According to some embodiments, a method for managing software security, the method includes the steps of: receiving a trigger to initiate a vulnerability scan: initiating the vulnerability scan to a software product based on one or more scan parameters; performing the vulnerability scan to the software product to identify one or more security vulnerabilities using one or more scanners: determining a requirement associated with a first identified security vulnerability of the one or more identified security vulnerabilities; determining one or more actions corresponding to the one or more identified security vulnerabilities: wherein the method is performed using one or more processors.

Depending upon embodiment, one or more benefits may be achieved. These benefits and various additional objects, features and advantages of the present disclosure can be fully appreciated with reference to the detailed description and accompanying drawings that follow.

BRIEF DESCRIPTION OF THE DRAWINGS

FIG. 1 is a simplified diagram showing a method for managing software security according to certain embodiments of the present disclosure.

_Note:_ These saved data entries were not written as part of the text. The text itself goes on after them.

//! ACME protocol plumbing: account resolution, TLS-ALPN-01 challenges, and
//! order processing on top of acme-lib.

mod account;
mod challenge;
mod order;

pub use account::AccountClient;
pub use challenge::{challenge_alias, ChallengeExecutor};
pub use order::{IssuedCertificate, OrderProcessor};

use std::collections::HashMap;
use std::sync::{Arc, Mutex};

use acme_lib::persist::{Persist, PersistKey, PersistKind};

/// In-memory persistence for acme-lib.
///
/// The account key file is the only durable ACME state; everything acme-lib
/// wants to persist beyond that (certificates, intermediate state) lives in
/// the credential store instead, so this adapter keeps acme-lib's writes off
/// the disk and lets us seed the account key explicitly.
#[derive(Clone, Default)]
pub struct MemoryPersist {
    inner: Arc<Mutex<HashMap<String, Vec<u8>>>>,
}

impl MemoryPersist {
    pub fn new() -> Self {
        Self::default()
    }

    pub(crate) fn seed_account_key(&self, realm: &str, pem: &[u8]) -> acme_lib::Result<()> {
        let key = PersistKey::new(realm, PersistKind::AccountPrivateKey, "acme_account");
        self.put(&key, pem)
    }
}

impl Persist for MemoryPersist {
    fn put(&self, key: &PersistKey<'_>, value: &[u8]) -> acme_lib::Result<()> {
        let mut inner = self
            .inner
            .lock()
            .map_err(|err| acme_lib::Error::Other(err.to_string()))?;
        inner.insert(key.to_string(), value.to_vec());
        Ok(())
    }

    fn get(&self, key: &PersistKey<'_>) -> acme_lib::Result<Option<Vec<u8>>> {
        let inner = self
            .inner
            .lock()
            .map_err(|err| acme_lib::Error::Other(err.to_string()))?;
        Ok(inner.get(&key.to_string()).cloned())
    }
}
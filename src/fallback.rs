//! Self-signed fallback credentials for when no ACME certificate is
//! available.

use log::debug;
use rcgen::{
    date_time_ymd, BasicConstraints, CertificateParams, DistinguishedName, DnType, IsCa, KeyPair,
};
use zeroize::Zeroizing;

use crate::acme::IssuedCertificate;
use crate::domain::DomainSet;

/// Issuer common name of the local fallback root. `needs_refresh` keys off
/// this string to always prefer a real ACME certificate over a fallback one.
pub const FALLBACK_ISSUER_CN: &str = "acme-connector self-signed fallback";

/// Returns whether an issuer string belongs to the local fallback root.
pub fn is_fallback_issuer(issuer: &str) -> bool {
    issuer.contains(FALLBACK_ISSUER_CN)
}

/// Issues locally signed certificates so the TLS listener is never left with
/// zero usable credentials while ACME issuance is unavailable.
///
/// The root is created once, at scheduler construction, with a fixed validity
/// window far in the past and future so clock skew never invalidates it.
pub struct SelfSignedFallbackGenerator {
    root_cert: rcgen::Certificate,
    root_key: KeyPair,
}

impl SelfSignedFallbackGenerator {
    pub fn new() -> Result<Self, rcgen::Error> {
        let mut params = CertificateParams::default();
        let mut dn = DistinguishedName::new();
        dn.push(DnType::CommonName, FALLBACK_ISSUER_CN);
        params.distinguished_name = dn;
        params.is_ca = IsCa::Ca(BasicConstraints::Unconstrained);
        params.not_before = date_time_ymd(1975, 1, 1);
        params.not_after = date_time_ymd(4096, 1, 1);

        let root_key = KeyPair::generate()?;
        let root_cert = params.self_signed(&root_key)?;
        debug!("[fallback] local fallback root initialized");
        Ok(Self {
            root_cert,
            root_key,
        })
    }

    /// Issues a leaf for the domain set, returning the leaf key and a
    /// two-certificate chain (leaf + local root).
    pub fn generate(&self, domains: &DomainSet) -> Result<IssuedCertificate, rcgen::Error> {
        let mut params = CertificateParams::new(domains.domains().to_vec())?;
        params.not_before = date_time_ymd(1975, 1, 1);
        params.not_after = date_time_ymd(4096, 1, 1);

        let leaf_key = KeyPair::generate()?;
        let leaf = params.signed_by(&leaf_key, &self.root_cert, &self.root_key)?;
        debug!("[fallback] issued self-signed certificate for {domains}");
        Ok(IssuedCertificate {
            key_pem: Zeroizing::new(leaf_key.serialize_pem()),
            chain_pem: vec![leaf.pem(), self.root_cert.pem()],
        })
    }
}
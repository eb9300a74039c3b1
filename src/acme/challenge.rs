use std::sync::{Arc, Mutex, MutexGuard};

use acme_lib::order::Auth;
use log::{error, info, warn};
use rcgen::{CertificateParams, CustomExtension, ExtendedKeyUsagePurpose, KeyPair};
use zeroize::Zeroizing;

use super::MemoryPersist;
use crate::error::RenewalError;
use crate::reload::ReloadNotifier;
use crate::store::{CredentialStore, StoreError};

/// Store alias under which the validation certificate for `domain` is
/// served while its challenge is in flight.
pub fn challenge_alias(domain: &str) -> String {
    format!("{domain}-challenge")
}

/// Fulfils one TLS-ALPN-01 authorization.
///
/// The validation certificate is installed under the challenge alias so an
/// inbound handshake negotiating `acme-tls/1` for the domain is answered with
/// it, and is removed again on every exit path — success, CA rejection, or
/// error. It must never remain reachable after the challenge concludes.
pub struct ChallengeExecutor {
    store: Arc<Mutex<CredentialStore>>,
    notifier: Arc<ReloadNotifier>,
    key_password: Zeroizing<String>,
    poll_millis: u64,
}

impl ChallengeExecutor {
    pub fn new(
        store: Arc<Mutex<CredentialStore>>,
        notifier: Arc<ReloadNotifier>,
        key_password: &str,
    ) -> Self {
        Self {
            store,
            notifier,
            key_password: Zeroizing::new(key_password.to_string()),
            poll_millis: 1_000,
        }
    }

    pub fn execute(&self, auth: &Auth<MemoryPersist>) -> Result<(), RenewalError> {
        let domain = auth.domain_name().to_string();
        if auth.api_auth().tls_alpn_challenge().is_none() {
            return Err(RenewalError::ChallengeUnavailable { domain });
        }

        let challenge = auth.tls_alpn_challenge();
        let proof = challenge.tls_alpn_proof();
        let (key_pem, cert_pem) = build_challenge_certificate(&domain, &proof)
            .map_err(|err| RenewalError::Pki(err.to_string()))?;

        let alias = challenge_alias(&domain);
        self.install(&alias, &key_pem, cert_pem)?;
        info!("[challenge] validation certificate for {domain} installed under {alias}");

        // Trigger validation and poll at 1s until the authorization leaves
        // pending; acme-lib surfaces an invalid outcome as an error.
        let outcome = challenge
            .validate(self.poll_millis)
            .map_err(|err| RenewalError::from_challenge(&domain, err));

        self.remove(&alias);
        match &outcome {
            Ok(()) => info!("[challenge] {domain} validated"),
            Err(err) => warn!("[challenge] {domain} failed: {err}"),
        }
        outcome
    }

    fn install(&self, alias: &str, key_pem: &str, cert_pem: String) -> Result<(), RenewalError> {
        {
            let mut store = self.lock_store()?;
            store.put(alias, key_pem, &[cert_pem], &self.key_password)?;
            // Roll the entry back when it cannot be persisted; a validation
            // certificate must never linger in the serving path.
            if let Err(err) = store.persist() {
                store.delete(alias);
                return Err(RenewalError::Store(err));
            }
        }
        self.notifier.broadcast();
        Ok(())
    }

    /// Best-effort removal: a failure to persist the deletion is logged but
    /// must not mask the challenge outcome.
    fn remove(&self, alias: &str) {
        match self.lock_store() {
            Ok(mut store) => {
                store.delete(alias);
                if let Err(err) = store.persist() {
                    error!("[challenge] failed to persist removal of {alias}: {err}");
                }
            }
            Err(err) => error!("[challenge] cannot remove {alias}: {err}"),
        }
        self.notifier.broadcast();
    }

    fn lock_store(&self) -> Result<MutexGuard<'_, CredentialStore>, StoreError> {
        self.store
            .lock()
            .map_err(|_| StoreError::Unavailable("store lock poisoned".into()))
    }
}

/// Builds the self-signed validation certificate for a TLS-ALPN-01 challenge:
/// SAN = domain, plus the critical acmeIdentifier extension (OID
/// 1.3.6.1.5.5.7.1.31) carrying the SHA-256 key-authorization digest.
pub(crate) fn build_challenge_certificate(
    domain: &str,
    acme_digest: &[u8],
) -> Result<(Zeroizing<String>, String), rcgen::Error> {
    let mut params = CertificateParams::new(vec![domain.to_string()])?;
    params.extended_key_usages = vec![ExtendedKeyUsagePurpose::ServerAuth];
    params.custom_extensions = vec![CustomExtension::new_acme_identifier(acme_digest)];

    let key_pair = KeyPair::generate()?;
    let cert = params.self_signed(&key_pair)?;
    Ok((Zeroizing::new(key_pair.serialize_pem()), cert.pem()))
}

FIG. 2 is a simplified diagram showing a method for managing software security according to certain embodiments of the present disclosure.

FIG. 3 is an illustrative example of a software architecture integrating software security management and software supply chain management according to certain embodiments of the present disclosure.

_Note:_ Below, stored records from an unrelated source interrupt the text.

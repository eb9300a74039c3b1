//! Automatic TLS certificates over ACME with TLS-ALPN-01 validation.
//!
//! An [`AcmeConnector`] keeps one certificate current for a set of domains:
//! a background worker orders and renews it through an ACME CA, stores the
//! credential in an encrypted file store, and notifies registered listeners
//! whenever the credential changes so live TLS contexts can be rebuilt.
//! While the CA is unreachable, a self-signed fallback certificate keeps the
//! listener serving.
//!
//! ```no_run
//! use acme_connector::{acme_connector, directories, ConnectorConfig};
//!
//! # fn main() -> Result<(), Box<dyn std::error::Error>> {
//! let connector = acme_connector(ConnectorConfig {
//!     domains: vec!["example.com".into(), "www.example.com".into()],
//!     directory_url: directories::LETS_ENCRYPT_STAGING.into(),
//!     contact: "ops@example.com".into(),
//!     agree_tos: true,
//!     store_path: "credentials.store".into(),
//!     store_password: "store-pw".into(),
//!     key_password: "key-pw".into(),
//!     account_key_path: "account.pem".into(),
//!     port: 443,
//! })?;
//! connector.on_reload(|| {
//!     // Rebuild the TLS context from connector.credentials().
//! });
//! let handle = connector.start()?;
//! # drop(handle);
//! # Ok(())
//! # }
//! ```

mod acme;
mod connector;
mod domain;
mod error;
mod fallback;
mod reload;
mod scheduler;
mod store;

pub use acme::{
    challenge_alias, AccountClient, ChallengeExecutor, IssuedCertificate, MemoryPersist,
    OrderProcessor,
};
pub use connector::{acme_connector, directories, AcmeConnector, ConnectorConfig};
pub use domain::{DomainSet, DomainSetError};
pub use error::RenewalError;
pub use fallback::{is_fallback_issuer, SelfSignedFallbackGenerator, FALLBACK_ISSUER_CN};
pub use reload::ReloadNotifier;
pub use scheduler::{
    ConnectorState, CycleOutcome, RenewalHandle, RenewalScheduler, DEFAULT_RENEW_PERIOD,
    DEFAULT_RETRY_DELAY, RENEW_THRESHOLD_DAYS,
};
pub use store::{CertificateEntry, CredentialStore, EntryMetadata, StoreError};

FIG. 4 is an illustrative example of a security management environment, according to certain embodiments of the present disclosure.

FIG. 5 is a simplified diagram showing a computing system for implementing a system for managing software security and software supply chain in accordance with at least one example set forth in the disclosure.

DETAILED DESCRIPTION

Unless otherwise indicated, all numbers expressing feature sizes, amounts, and physical properties used in the specification and claims are to be understood as being modified in all instances by the term “about.” Accordingly, unless indicated to the contrary, the numerical parameters set forth in the foregoing specification and attached claims are approximations that can vary depending upon the desired properties sought to be obtained by those skilled in the art utilizing the teachings disclosed herein. The use of numerical ranges by endpoints includes all numbers within that range (e.g., 1 to 5 includes 1, 1.5, 2, 2.75, 3, 3.80, 4, and 5) and any number within that range.

Although illustrative methods may be represented by one or more drawings (e.g., flow diagrams, communication flows, etc.), the drawings should not be interpreted as implying any requirement of, or particular order among or between, various steps disclosed herein. However, some embodiments may require certain steps and/or certain orders between certain steps, as may be explicitly described herein and/or as may be understood from the nature of the steps themselves (e.g., the performance of some steps may depend on the outcome of a previous step). Additionally, a “set,” “subset,” or “group” of items (e.g., inputs, algorithms, data values, etc.) may include one or more items and, similarly, a subset or subgroup of items may include one or more items. A “plurality” means more than one.

As used herein, the term “based on” is not meant to be restrictive, but rather indicates that a determination, identification, prediction, calculation, and/or the like, is performed by using, at least, the term following “based on” as an input. For example, predicting an outcome based on a particular piece of information may additionally, or alternatively, base the same determination on another piece of information. As used herein, the term “receive” or “receiving” means obtaining from a data repository (e.g., database), from another system or service, from another software, or from another software component in a same software. In certain embodiments, the term “access” or “accessing” means retrieving data or information, and/or generating data or information.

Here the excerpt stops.